Matt 5:46-48.
W. Kelly.
(B.T. Vol. N4, p. 371-372.)
It is God, not man, whom the Lord makes the criterion; the heavenly Father, not the dread moral governor as made known to Israel, but our Father. What are His affections, what His will about us? Nothing is more foreign here than the delusion of our being freed now from the indwelling evil of our nature.
"For if ye love those that love you, what reward have ye? do not even the tax-gatherers the same? And if ye salute your brethren only, what do ye much more? do not even the Gentiles the same? Ye therefore shall be perfect, as your heavenly Father is perfect."
Herein was manifested the love of God in our case, because God hath sent His only-begotten Son, that we might live through Him. For we were dead Godward, and in Him only was the life that could serve God, which we wholly lacked. The love of God has met this otherwise insuperable lack, and this by sending His only-begotten Son who is that life, to impart it to those that believe. They have life eternal for their souls now, as they await it for their bodies when He comes again for us. But even this possession of life in Him suffices not to satisfy His love, any more than it fits us to enjoy, serve, and worship Him. There is a burden which nothing on our part could remove. Therefore it follows, Herein is love, not because we loved God, but because He loved us, and sent His Son as propitiation for our sins (1 John 4:9-10). But there is also, flowing hence, the Spirit, His Spirit, dwelling in us, as of love no less than of power and sobriety, so that we love one another after a divine sort.
This, no doubt, is Christianity in its full privileges, going far beyond the state of the disciples before redemption and the gift of the Spirit. But the divine nature was already there, which would be active when all obstacles were gone through the work of Christ. Hence, even in the time that preceded the cross, the Lord insisted on a love wholly above mere human nature with its likes and its dislikes. The detested tax-gatherers had natural affection, and loved those that loved them. The Gentiles saluted tenderly those bound up with themselves in mere ties of flesh and blood. The disciples were enjoined to love far beyond Jew or Greek. The family were to love as their heavenly Father did. Though this could not be in degree, it was the kind of love, which must be in God's children by divine grace, rising above all question of desert or ulterior aim.

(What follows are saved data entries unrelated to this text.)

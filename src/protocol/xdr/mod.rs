//! External Data Representation (XDR) codec.
//!
//! XDR is the deterministic binary layout used by ONC RPC and NFS to move
//! structured data between machines of different architectures
//! (<https://datatracker.ietf.org/doc/html/rfc1832>).
//!
//! The codec is pure and stateless: values serialize into any
//! [`std::io::Write`] and deserialize from any [`std::io::Read`], with the
//! caller owning cursor position. Where the XDR language names a type the
//! natural Rust equivalent is used instead: `unsigned int` is `u32`,
//! `opaque<>` is `Vec<u8>`, optional data is `Option<T>`. All layout
//! guarantees of the original types are kept: big-endian integers, four-byte
//! alignment with zero padding, length-prefixed variable data.
//!
//! Decoding never truncates or wraps silently. Insufficient input, a length
//! prefix above a field's maximum, a union discriminant without a registered
//! arm, or a non-ASCII string each fail with `InvalidData`/`UnexpectedEof`.

use std::io::{Read, Write};

use byteorder::BigEndian;
use byteorder::{ReadBytesExt, WriteBytesExt};
use num_traits::{FromPrimitive, ToPrimitive};

pub mod mount;
pub mod nfs3;
pub mod rpc;
mod utils;

/// XDR mandates big endian encoding.
pub type XdrEndian = BigEndian;

pub trait Serialize {
    /// Writes the XDR encoding of `self` to `dest`.
    fn serialize<W: Write>(&self, dest: &mut W) -> std::io::Result<()>;
}

pub trait Deserialize {
    /// Replaces `self` with a value decoded from `src`.
    ///
    /// On error the value must not be observed; helpers like [`deserialize`]
    /// discard it.
    fn deserialize<R: Read>(&mut self, src: &mut R) -> std::io::Result<()>;
}

/// Decodes a `T` from `src`, starting from `T::default()`.
pub fn deserialize<T>(src: &mut impl Read) -> std::io::Result<T>
where
    T: Deserialize + Default,
{
    let mut val = T::default();
    val.deserialize(src)?;
    Ok(val)
}

/// Marker trait: XDR `enum` values serialize as their signed 32-bit code.
pub trait SerializeEnum: ToPrimitive {}

impl<T: SerializeEnum> Serialize for T {
    fn serialize<W: Write>(&self, dest: &mut W) -> std::io::Result<()> {
        match self.to_i32() {
            Some(val) => dest.write_i32::<XdrEndian>(val),
            None => Err(utils::invalid_data("enum value out of range")),
        }
    }
}

/// Marker trait: XDR `enum` decoding rejects codes with no registered member.
pub trait DeserializeEnum: FromPrimitive {}

impl<T: DeserializeEnum> Deserialize for T {
    fn deserialize<R: Read>(&mut self, src: &mut R) -> std::io::Result<()> {
        let code = src.read_i32::<XdrEndian>()?;
        match FromPrimitive::from_i32(code) {
            Some(val) => {
                *self = val;
                Ok(())
            }
            None => Err(utils::invalid_data(format!("unknown enum code {code}"))),
        }
    }
}

/// XDR `bool` is the enum `{ FALSE = 0, TRUE = 1 }`; any other code is an
/// error, not a truthy value.
impl Serialize for bool {
    fn serialize<W: Write>(&self, dest: &mut W) -> std::io::Result<()> {
        dest.write_i32::<XdrEndian>(if *self { 1 } else { 0 })
    }
}

impl Deserialize for bool {
    fn deserialize<R: Read>(&mut self, src: &mut R) -> std::io::Result<()> {
        match src.read_i32::<XdrEndian>()? {
            0 => *self = false,
            1 => *self = true,
            code => return Err(utils::invalid_data(format!("invalid bool code {code}"))),
        }
        Ok(())
    }
}

/// XDR `int`.
impl Serialize for i32 {
    fn serialize<W: Write>(&self, dest: &mut W) -> std::io::Result<()> {
        dest.write_i32::<XdrEndian>(*self)
    }
}

impl Deserialize for i32 {
    fn deserialize<R: Read>(&mut self, src: &mut R) -> std::io::Result<()> {
        *self = src.read_i32::<XdrEndian>()?;
        Ok(())
    }
}

/// XDR `hyper`.
impl Serialize for i64 {
    fn serialize<W: Write>(&self, dest: &mut W) -> std::io::Result<()> {
        dest.write_i64::<XdrEndian>(*self)
    }
}

impl Deserialize for i64 {
    fn deserialize<R: Read>(&mut self, src: &mut R) -> std::io::Result<()> {
        *self = src.read_i64::<XdrEndian>()?;
        Ok(())
    }
}

/// XDR `unsigned int`.
impl Serialize for u32 {
    fn serialize<W: Write>(&self, dest: &mut W) -> std::io::Result<()> {
        dest.write_u32::<XdrEndian>(*self)
    }
}

impl Deserialize for u32 {
    fn deserialize<R: Read>(&mut self, src: &mut R) -> std::io::Result<()> {
        *self = src.read_u32::<XdrEndian>()?;
        Ok(())
    }
}

/// XDR `unsigned hyper`.
impl Serialize for u64 {
    fn serialize<W: Write>(&self, dest: &mut W) -> std::io::Result<()> {
        dest.write_u64::<XdrEndian>(*self)
    }
}

impl Deserialize for u64 {
    fn deserialize<R: Read>(&mut self, src: &mut R) -> std::io::Result<()> {
        *self = src.read_u64::<XdrEndian>()?;
        Ok(())
    }
}

/// Lengths on the wire are always `u32`; this wrapper converts to and from
/// the `usize` Rust collections use, failing rather than wrapping.
#[derive(Default)]
struct UsizeAsU32(usize);

impl Serialize for UsizeAsU32 {
    fn serialize<W: Write>(&self, dest: &mut W) -> std::io::Result<()> {
        let Some(val) = self.0.to_u32() else {
            return Err(utils::invalid_data("length does not fit in u32"));
        };
        val.serialize(dest)
    }
}

impl Deserialize for UsizeAsU32 {
    fn deserialize<R: Read>(&mut self, src: &mut R) -> std::io::Result<()> {
        let Some(val) = deserialize::<u32>(src)?.to_usize() else {
            return Err(utils::invalid_data("length does not fit in usize"));
        };
        self.0 = val;
        Ok(())
    }
}

/// Fixed-length opaque data: `opaque identifier[n]`.
impl<const N: usize> Serialize for [u8; N] {
    fn serialize<W: Write>(&self, dest: &mut W) -> std::io::Result<()> {
        dest.write_all(self)?;
        utils::write_padding(N, dest)
    }
}

impl<const N: usize> Deserialize for [u8; N] {
    fn deserialize<R: Read>(&mut self, src: &mut R) -> std::io::Result<()> {
        src.read_exact(self)?;
        utils::read_padding(N, src)
    }
}

/// Variable-length opaque data: `opaque identifier<>`.
impl Serialize for [u8] {
    fn serialize<W: Write>(&self, dest: &mut W) -> std::io::Result<()> {
        UsizeAsU32(self.len()).serialize(dest)?;
        dest.write_all(self)?;
        utils::write_padding(self.len(), dest)
    }
}

impl Deserialize for Vec<u8> {
    fn deserialize<R: Read>(&mut self, src: &mut R) -> std::io::Result<()> {
        let length = deserialize::<UsizeAsU32>(src)?.0;
        // The declared length is untrusted until the bytes actually arrive.
        // Growing the buffer as data is read means a lying prefix fails at
        // end of input instead of committing the full allocation up front.
        self.clear();
        let copied = (&mut *src).take(length as u64).read_to_end(self)?;
        if copied != length {
            return Err(utils::invalid_data(format!(
                "declared length {length} but stream ended after {copied} bytes"
            )));
        }
        utils::read_padding(length, src)
    }
}

/// Decodes variable-length opaque data whose declared length must not exceed
/// `max`. Protocol fields with a mandated maximum (file handles, filenames,
/// paths) decode through this instead of the unbounded `Vec<u8>` impl.
pub fn deserialize_bounded_opaque(src: &mut impl Read, max: usize) -> std::io::Result<Vec<u8>> {
    let length = deserialize::<UsizeAsU32>(src)?.0;
    if length > max {
        return Err(utils::invalid_data(format!(
            "declared length {length} exceeds field maximum {max}"
        )));
    }
    let mut data = vec![0; length];
    src.read_exact(&mut data)?;
    utils::read_padding(length, src)?;
    Ok(data)
}

/// XDR strings are variable-length opaque data restricted to ASCII.
impl Serialize for str {
    fn serialize<W: Write>(&self, dest: &mut W) -> std::io::Result<()> {
        self.as_bytes().serialize(dest)
    }
}

impl Deserialize for String {
    fn deserialize<R: Read>(&mut self, src: &mut R) -> std::io::Result<()> {
        // SAFETY: the buffer is cleared on every exit path that leaves it
        // holding unverified bytes.
        unsafe {
            if let err @ Err(_) = self.as_mut_vec().deserialize(src) {
                self.clear();
                return err;
            }
            if !self.as_mut_vec().is_ascii() {
                self.clear();
                return Err(utils::invalid_data("string is not ASCII"));
            }
        }
        Ok(())
    }
}

/// Fixed-length arrays encode each element in order with no length prefix.
impl<const N: usize, T: Serialize> Serialize for [T; N] {
    fn serialize<W: Write>(&self, dest: &mut W) -> std::io::Result<()> {
        for item in self {
            item.serialize(dest)?;
        }
        Ok(())
    }
}

impl<const N: usize, T: Deserialize> Deserialize for [T; N] {
    fn deserialize<R: Read>(&mut self, src: &mut R) -> std::io::Result<()> {
        for item in self {
            item.deserialize(src)?;
        }
        Ok(())
    }
}

/// Variable-length arrays: a `u32` element count, then each element.
impl<T: Serialize> Serialize for [T] {
    fn serialize<W: Write>(&self, dest: &mut W) -> std::io::Result<()> {
        UsizeAsU32(self.len()).serialize(dest)?;
        for item in self {
            item.serialize(dest)?;
        }
        Ok(())
    }
}

impl<T: Deserialize + Default> Deserialize for Vec<T> {
    fn deserialize<R: Read>(&mut self, src: &mut R) -> std::io::Result<()> {
        let length = deserialize::<UsizeAsU32>(src)?.0;
        // Element counts are untrusted too: decode one element at a time so
        // a lying count runs out of input instead of sizing the buffer.
        self.clear();
        for _ in 0..length {
            self.push(deserialize::<T>(src)?);
        }
        Ok(())
    }
}

/// XDR optional data is a bool discriminant followed by the value when true.
impl<T: Serialize> Serialize for Option<T> {
    fn serialize<W: Write>(&self, dest: &mut W) -> std::io::Result<()> {
        match self {
            Some(data) => {
                true.serialize(dest)?;
                data.serialize(dest)
            }
            None => false.serialize(dest),
        }
    }
}

impl<T: Deserialize + Default> Deserialize for Option<T> {
    fn deserialize<R: Read>(&mut self, src: &mut R) -> std::io::Result<()> {
        *self = if deserialize::<bool>(src)? { Some(deserialize::<T>(src)?) } else { None };
        Ok(())
    }
}

/// Implements [`Serialize`] for a struct by encoding each named field in
/// declaration order.
#[allow(non_camel_case_types)]
#[macro_export]
macro_rules! SerializeStruct {
    ($t:ident, $($field:ident),*) => {
        impl Serialize for $t {
            fn serialize<W: Write>(&self, dest: &mut W) -> std::io::Result<()> {
                $(self.$field.serialize(dest)?;)*
                Ok(())
            }
        }
    };
}

/// Implements [`Deserialize`] for a struct by decoding each named field in
/// declaration order.
#[allow(non_camel_case_types)]
#[macro_export]
macro_rules! DeserializeStruct {
    ($t:ident, $($field:ident),*) => {
        impl Deserialize for $t {
            fn deserialize<R: Read>(&mut self, src: &mut R) -> std::io::Result<()> {
                $(self.$field.deserialize(src)?;)*
                Ok(())
            }
        }
    };
}

/// Implements [`Serialize`] for a two-armed union discriminated by an XDR
/// bool: `Void` encodes FALSE, the payload arm encodes TRUE then the value.
#[allow(non_camel_case_types)]
#[macro_export]
macro_rules! SerializeBoolUnion {
    ($t:ident, $arm:ident) => {
        impl Serialize for $t {
            fn serialize<W: Write>(&self, dest: &mut W) -> std::io::Result<()> {
                match self {
                    $t::Void => false.serialize(dest),
                    $t::$arm(v) => {
                        true.serialize(dest)?;
                        v.serialize(dest)
                    }
                }
            }
        }
    };
}

/// [`Deserialize`] counterpart of [`SerializeBoolUnion`]. The bool decode
/// itself rejects discriminants other than 0 and 1.
#[allow(non_camel_case_types)]
#[macro_export]
macro_rules! DeserializeBoolUnion {
    ($t:ident, $arm:ident) => {
        impl Deserialize for $t {
            fn deserialize<R: Read>(&mut self, src: &mut R) -> std::io::Result<()> {
                *self = if deserialize::<bool>(src)? {
                    $t::$arm(deserialize(src)?)
                } else {
                    $t::Void
                };
                Ok(())
            }
        }
    };
}

pub use crate::DeserializeBoolUnion;
pub use crate::DeserializeStruct;
pub use crate::SerializeBoolUnion;
pub use crate::SerializeStruct;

"Ye therefore shall be perfect," says the Lord, "as your heavenly Father is perfect." His is love, because He is love; it is the energy of His nature going out in goodness where there is need, and above all reference to merit, or congruity with what He loves and is. And this in all its perfection He was then showing in the Lord Jesus, image of the invisible God. What did He ever seek for Himself, as He went about all Galilee, teaching in their synagogues, and preaching the gospel of the kingdom, and healing all manner of sickness and all manner of disease among the people; lunatics, demon-possessed, paralytics, dead men or women? It was love irrespective of self, in compassion to the most wretched of men; it was love rising above all the unworthiness, ingratitude, or hostility on the part of its objects. He was doing not His own will in any case, but the will of God, and for His Father's glory. What is the altruism of men's talk, or of any man's performance, in comparison?
This love we too share as His children. So the Lord taught then; so the Holy Spirit confirmed afterward, Be ye therefore imitators of God, as children beloved; and walk in love, even as Christ also loved us and gave Himself up for us, an offering and a sacrifice to God for a sweet-smelling savour. The blessings of Christianity and of the church of God ought only to accentuate the duty and increase its spring and power.
As the heavenly Father's love is shown in absolute superiority to good or evil, right or wrong, whom He blesses from grace in Himself, so is the Christian now called to walk as made partaker of a divine nature (not merely of Adam's), and in the place of sons. If noblesse oblige, as men say, how much more divine grace and such a relationship?
But, my fellow-sinner, what ignorance, and madness for you, ungodly, enemy, and spiritually powerless as you are, to imagine you can so walk, or so win your way to God! Not so: as lost ones cast yourselves in repentance and faith on the Saviour and His redemption. If you look away to Him from your guilty selves, He will give you life everlasting in Him, and the remission of sins through His blood. Then, and thus only, can you follow Him in the path, His path, which He points out to His own.